87 proc. Polek doświadczyło jakiejś formy molestowania seksualnego. Ponad 20 proc. zostało zgwałconych. Prawie 92 proc. ofiar gwałtu nie zgłosiło go policji. 31,7 proc. spraw, które trafiły do sądu zakończyło się karą w zawieszeniu dla sprawcy. Te zatrważające statystyki dobitnie ukazują, że w Polsce kultura gwałtu wciąż ma się dobrze, a oprawcy są stawiani ponad ofiarami.
Zobacz również: Przemoc to nie tradycja. „Kultura nie może być usprawiedliwieniem dla cierpienia”
Ostatnio te dane przytoczyła Sylwia Anna Mróz, radna Dzielnicy Ochota m.st. Warszawy. Jednocześnie poinformowała o złożeniu interpelacji w sprawie przeciwdziałania kulturze gwałtu i normalizowania przemocy seksualnej na terenie stolicy. Jednym z pomysłów radnej jest zapoczątkowanie akcji z wolontariuszami, którzy mieliby odprowadzać kobiety do ich domów po zmroku, aby zapewnić im bezpieczeństwo.
O swoim projekcie radna poinformowała m.in. na Facebooku, gdzie zamieściła zdjęcia przygotowanej przez siebie interpelacji, skierowanej do Doroty Stegienki, burmistrz dzielnicy Ochota.
Wychodzimy do znajomych, do miasta, na imprezę - jakoś musimy wrócić. Znam dobrze te wieczorne dylematy.
Wracać przez niebezpieczną ulicę czy zostać u kogoś na noc?
Zaoszczędzić i pojechać nocnym autobusem czy zamówić taksówkę?
Czy mogę pozwolić mojej przyjaciółce wrócić samodzielnie do dom?
- napisała Sylwia Anna Mróz na Facebooku.
W przygotowanym dokumencie radna opisała projekt funkcjonujący w szkockim Edynburgu, który stał się inspiracją dla pomysłu z wolontariuszami.

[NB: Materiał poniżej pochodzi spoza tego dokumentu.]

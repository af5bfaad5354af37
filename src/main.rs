//! Agari entry point
//!
//! Headless frame driver: both players are steered by the demo pilot, frames
//! are built into draw lists and handed to a recording sink. A windowed
//! driver plugs into the same `Game` loop by feeding keyboard events and
//! presenting to its own `FrameSink`.

use std::path::PathBuf;
use std::time::Duration;

use agari::platform::{Clock, InputEvent, KeyboardState, ManualClock, SystemClock};
use agari::renderer::{FrameSink, RecordingSink, RenderView, build_draw_list};
use agari::settings::SETTINGS_ENV;
use agari::sim::{GameEvent, PlayerId, SimulationState, TickInput, pilot, tick};
use agari::Settings;

/// Game instance holding all driver-side state
struct Game<C: Clock, S: FrameSink> {
    state: SimulationState,
    settings: Settings,
    clock: C,
    sink: S,
    keyboard: KeyboardState,
    /// Let the demo pilot steer both players instead of the keyboard
    autopilot: bool,
    fullscreen: bool,
    frames: u64,
    eliminations: [u32; 2],
}

impl<C: Clock, S: FrameSink> Game<C, S> {
    fn new(settings: Settings, seed: u64, clock: C, sink: S) -> Self {
        Self {
            state: SimulationState::new(seed),
            fullscreen: settings.fullscreen,
            settings,
            clock,
            sink,
            keyboard: KeyboardState::new(),
            autopilot: true,
            frames: 0,
            eliminations: [0; 2],
        }
    }

    fn finished(&self) -> bool {
        self.keyboard.quit_requested()
            || self
                .settings
                .max_frames
                .is_some_and(|max| self.frames >= max)
    }

    /// One frame: poll input, tick, draw
    fn frame(&mut self, events: &[InputEvent]) {
        self.keyboard.handle_all(events.iter().copied());
        let now = self.clock.now_millis();

        let mut input: TickInput = self.keyboard.snapshot();
        if self.autopilot {
            for id in PlayerId::ALL {
                input.players[id.index()] = pilot::steer(&self.state, id, now);
            }
        }

        if input.toggle_fullscreen {
            self.fullscreen = !self.fullscreen;
            log::info!("Fullscreen: {}", self.fullscreen);
        }

        tick(&mut self.state, &input, now);
        self.record_events();

        let view = RenderView::from_state(&self.state, now);
        let commands = build_draw_list(&view);
        log::trace!("Frame {} at {} ms: {} draw commands", self.frames, now, commands.len());
        self.sink.present(&commands);

        self.frames += 1;
    }

    fn record_events(&mut self) {
        for event in &self.state.events {
            if let GameEvent::PlayerEliminated { by, .. } = event {
                self.eliminations[by.index()] += 1;
            }
        }
    }
}

fn settings_path() -> Option<PathBuf> {
    std::env::args_os()
        .nth(1)
        .or_else(|| std::env::var_os(SETTINGS_ENV))
        .map(PathBuf::from)
}

fn run<C: Clock>(settings: Settings, seed: u64, clock: C, advance: impl Fn(&C)) {
    let delay = Duration::from_millis(settings.frame_delay_ms);
    let realtime = settings.realtime;
    let mut game = Game::new(settings, seed, clock, RecordingSink::default());

    while !game.finished() {
        game.frame(&[]);
        advance(&game.clock);
        if realtime {
            std::thread::sleep(delay);
        }
    }

    let [one, two] = &game.state.players;
    log::info!(
        "Stopped after {} frames ({} ms). Eliminations: one={} two={}. Sizes: one={} two={}",
        game.frames,
        game.state.last_tick_ms,
        game.eliminations[0],
        game.eliminations[1],
        one.size,
        two.size,
    );
    match serde_json::to_string(&RenderView::from_state(&game.state, game.state.last_tick_ms)) {
        Ok(json) => log::debug!("Final view: {}", json),
        Err(e) => log::warn!("Could not serialize final view: {}", e),
    }
}

fn main() {
    env_logger::init();
    log::info!("Agari (headless) starting...");

    let settings = Settings::load(settings_path().as_deref());

    let seed = settings.seed.unwrap_or_else(rand::random);
    log::info!("Game initialized with seed: {}", seed);

    if settings.realtime {
        run(settings, seed, SystemClock::new(), |_| {});
    } else {
        let step = settings.frame_delay_ms;
        run(settings, seed, ManualClock::new(0), move |c: &ManualClock| c.advance(step));
    }
}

Jak czytamy, organizacja z Edynburga oferuje wolontariuszkę lub wolontariusza, którzy odprowadzają bezpiecznie do domu w nocy. “Strut Safe” jest darmową, nie oceniającą usługą wolontariuszy poświęconą każdemu, kto jej potrzebuje, aby bezpiecznie wrócić do domu.
Przemoc wobec kobiet i dziewcząt jest jednym z najczęstszych naruszeń praw człowieka na świecie, do którego dochodzi wielokrotnie każdego dnia, w każdym zakątku globu. Prowadzi ona do poważnych krótko i długoterminowych fizycznych, ekonomicznych i psychicznych konsekwencji dla kobiet i dziewcząt, uniemożliwiając im pełne i równe uczestnictwo w życiu społecznym. Nie wątpię, że wielu mężczyzn nie ma złych zamiarów i nieświadomie powodują dyskomfort. Niestety nie jest to reguła. Mężczyźni przekraczają granice kobiet na różne sposoby i to bardzo często. Należy zastosować wreszcie wyraźny, publiczny komunikat – za przemoc zawsze odpowiedzialny jest sprawca, nie ofiara!
Radna dodała, że istotnym narzędziem w walce z kulturą gwałtu jest edukacja seksualna.
Możemy wtedy “rozbroić” wszystkie mity i stereotypy o gwałcie, mamy szansę nauczyć się właściwego języka do opisywania gwałtu i przemocy seksualnej. Pamiętajmy, że język kształtuje rzeczywistość! Dlatego warto go używać świadomie, tak by nie przyczyniać się do umacniania stygmatyzacji. Dzięki edukacji seksualnej będziemy też zwracać uwagę i rozpoznawać elementy kultury gwałtu, z którymi stykamy się na co dzień i odpowiednio na nie reagować.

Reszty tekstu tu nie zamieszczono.